Monday, 1 August 2016
St Gregory's Church, Morville
Before we left Morville I just had time for a quick look round St Gregory's church. A church existed on the site by 1042 AD probably located a little to the North of the present church. No traces now remain of the earlier building. The present church was built by the Benedictine monks of Shrewsbury Abbey in 1118. It was made into a Priory which was dependent on the Abbey. The Priory at Morville was probably built on the site where Morville Hall stands today. St Gregory's was enlarged later in the 11th century and the tower was built. There was a restoration in the 19th century but the church interior still retains its Norman character. It is the only church in Shropshire dedicated to St Gregory.
There is a sad story in one of the leaflets available in the church which relates how, following the Bishop of Hereford's dedication in 1118, a thunderstorm developed as people were walking home and 2 women and 5 horses were struck by lightning and killed.
The broken ancient churchyard cross once had a sundial, mounted on the base, which was sadly stolen in 1997.

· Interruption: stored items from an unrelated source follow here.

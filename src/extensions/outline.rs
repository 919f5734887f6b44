//! Lightweight outline text format.
//!
//! Each event is one header line followed by optional description lines:
//!
//! ```text
//! 2024-01-02T12:00:00.000 - 2024-01-02T13:00:00.000: Deploy api #ops #release
//! Rolled out behind the canary flag.
//! ```
//!
//! The first `#tag` names the lane; further tags are kept as event tags.
//!
//! The format is lossy for text the header grammar cannot carry: a `#word`
//! inside a title reads back as a tag (or as the lane), and whitespace in a
//! lane or tag splits it into separate words.

use tracing::{debug, warn};
use uuid::Uuid;

use crate::core::{Event, Instant, Sentiment, format_instant, parse_instant};

pub const DEFAULT_OUTLINE_LANE: &str = "default";
pub const UNTITLED_EVENT: &str = "Untitled Event";

#[derive(Debug, Clone, PartialEq)]
pub struct OutlineImport {
    pub events: Vec<Event>,
    /// Headers whose range was present but inverted or empty.
    pub skipped: usize,
}

/// Renders events as outline blocks separated by a blank line.
#[must_use]
pub fn events_to_outline(events: &[Event]) -> String {
    events
        .iter()
        .map(|event| {
            let mut block = format!(
                "{} - {}: {} #{}",
                format_instant(event.start),
                format_instant(event.end),
                event.title,
                event.lane
            );
            for tag in &event.tags {
                block.push_str(" #");
                block.push_str(tag);
            }
            if let Some(description) = event.description_text() {
                block.push('\n');
                block.push_str(description);
            }
            block
        })
        .collect::<Vec<_>>()
        .join("\n\n")
}

/// Parses outline text into events with fresh ids.
///
/// Lines before the first header are ignored. A header whose end is not
/// after its start is skipped together with its description lines.
#[must_use]
pub fn outline_to_events(text: &str) -> OutlineImport {
    let mut events = Vec::new();
    let mut skipped = 0usize;
    let mut current: Option<PendingEvent> = None;
    let mut discarding = false;

    for line in text.lines() {
        if let Some(header) = parse_header(line) {
            if let Some(pending) = current.take() {
                events.push(pending.finish());
            }
            if header.end > header.start {
                current = Some(PendingEvent::from_header(header));
                discarding = false;
            } else {
                skipped += 1;
                discarding = true;
                warn!(line, "skipping outline event with inverted range");
            }
            continue;
        }

        if discarding {
            continue;
        }
        if let Some(pending) = current.as_mut() {
            pending.description.push(line);
        }
    }
    if let Some(pending) = current.take() {
        events.push(pending.finish());
    }

    debug!(count = events.len(), skipped, "parsed outline text");
    OutlineImport { events, skipped }
}

#[derive(Debug)]
struct OutlineHeader<'a> {
    start: Instant,
    end: Instant,
    text: &'a str,
}

fn parse_header(line: &str) -> Option<OutlineHeader<'_>> {
    let (range, text) = line.split_once(": ")?;
    let (start, end) = range.split_once(" - ")?;
    Some(OutlineHeader {
        start: parse_instant(start).ok()?,
        end: parse_instant(end).ok()?,
        text,
    })
}

#[derive(Debug)]
struct PendingEvent<'a> {
    start: Instant,
    end: Instant,
    title: String,
    tags: Vec<&'a str>,
    description: Vec<&'a str>,
}

impl<'a> PendingEvent<'a> {
    fn from_header(header: OutlineHeader<'a>) -> Self {
        let (tags, words): (Vec<&str>, Vec<&str>) = header
            .text
            .split_whitespace()
            .partition(|word| word.len() > 1 && word.starts_with('#'));
        Self {
            start: header.start,
            end: header.end,
            title: words.join(" "),
            tags: tags.into_iter().map(|tag| &tag[1..]).collect(),
            description: Vec::new(),
        }
    }

    fn finish(self) -> Event {
        let description = self.description.join("\n").trim().to_owned();
        let mut tags = self.tags.into_iter();
        let lane = tags.next().unwrap_or(DEFAULT_OUTLINE_LANE).to_owned();
        let title = if self.title.is_empty() {
            UNTITLED_EVENT.to_owned()
        } else {
            self.title
        };

        let mut event = Event {
            id: Uuid::new_v4().to_string(),
            title,
            description: (!description.is_empty()).then_some(description),
            start: self.start,
            end: self.end,
            lane,
            sentiment: Sentiment::Neutral,
            links: Vec::new(),
            tags: Vec::new(),
            color: None,
        };
        for tag in tags {
            event.add_tag(tag);
        }
        event
    }
}
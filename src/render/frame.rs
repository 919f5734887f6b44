use serde::{Deserialize, Serialize};

use crate::core::{RangeSelector, Window};
use crate::error::{TimelineError, TimelineResult};
use crate::render::{AxisLabelPrimitive, LaneRow};

/// Backend-agnostic scene for one timeline draw pass.
///
/// Every horizontal coordinate is a percentage of the window, so backends
/// only scale by their own width.
#[derive(Debug, Clone, PartialEq, Serialize, Deserialize)]
pub struct TimelineFrame {
    pub window: Window,
    pub range: RangeSelector,
    pub labels: Vec<AxisLabelPrimitive>,
    pub lanes: Vec<LaneRow>,
}

impl TimelineFrame {
    #[must_use]
    pub fn new(window: Window, range: RangeSelector) -> Self {
        Self {
            window,
            range,
            labels: Vec::new(),
            lanes: Vec::new(),
        }
    }

    #[must_use]
    pub fn with_label(mut self, label: AxisLabelPrimitive) -> Self {
        self.labels.push(label);
        self
    }

    #[must_use]
    pub fn with_lane(mut self, lane: LaneRow) -> Self {
        self.lanes.push(lane);
        self
    }

    /// Vertical gridline positions; one per axis label.
    pub fn gridlines(&self) -> impl Iterator<Item = f64> + '_ {
        self.labels.iter().map(|label| label.left_percent)
    }

    #[must_use]
    pub fn bar_count(&self) -> usize {
        self.lanes.iter().map(|lane| lane.bars.len()).sum()
    }

    #[must_use]
    pub fn visible_bar_count(&self) -> usize {
        self.lanes.iter().map(|lane| lane.visible_bars().count()).sum()
    }

    pub fn validate(&self) -> TimelineResult<()> {
        if self.window.start >= self.window.end {
            return Err(TimelineError::InvalidWindow {
                start: crate::core::format_instant(self.window.start),
                end: crate::core::format_instant(self.window.end),
            });
        }

        for label in &self.labels {
            label.validate()?;
        }
        if !self
            .labels
            .windows(2)
            .all(|pair| pair[0].instant < pair[1].instant)
        {
            return Err(TimelineError::InvalidData(
                "axis labels must be strictly ascending".to_owned(),
            ));
        }

        for lane in &self.lanes {
            for bar in &lane.bars {
                bar.validate()?;
            }
        }

        Ok(())
    }

    #[must_use]
    pub fn is_empty(&self) -> bool {
        self.labels.is_empty() && self.lanes.is_empty()
    }
}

The South Door contains 12th century ironwork.
The East Window
There is a small piece of 13th century glass in one of the two Chancel windows (see photos below)
Four wooden figures above pillars in the Nave represent the four Evangelists. They are probably 17th century although their origin is unknown. Unfortunately, all my photos were blurred due to very low shutter speed so just one picture (the least blurred!!) which represents St Mark with a Winged Lion.
This ancient chest was hollowed from an oak tree and is probably much older than the 13th century ironwork.
The font has superb carvings and it is thought it could be Saxon.
A very beautiful and peaceful church steeped in history in a lovely location.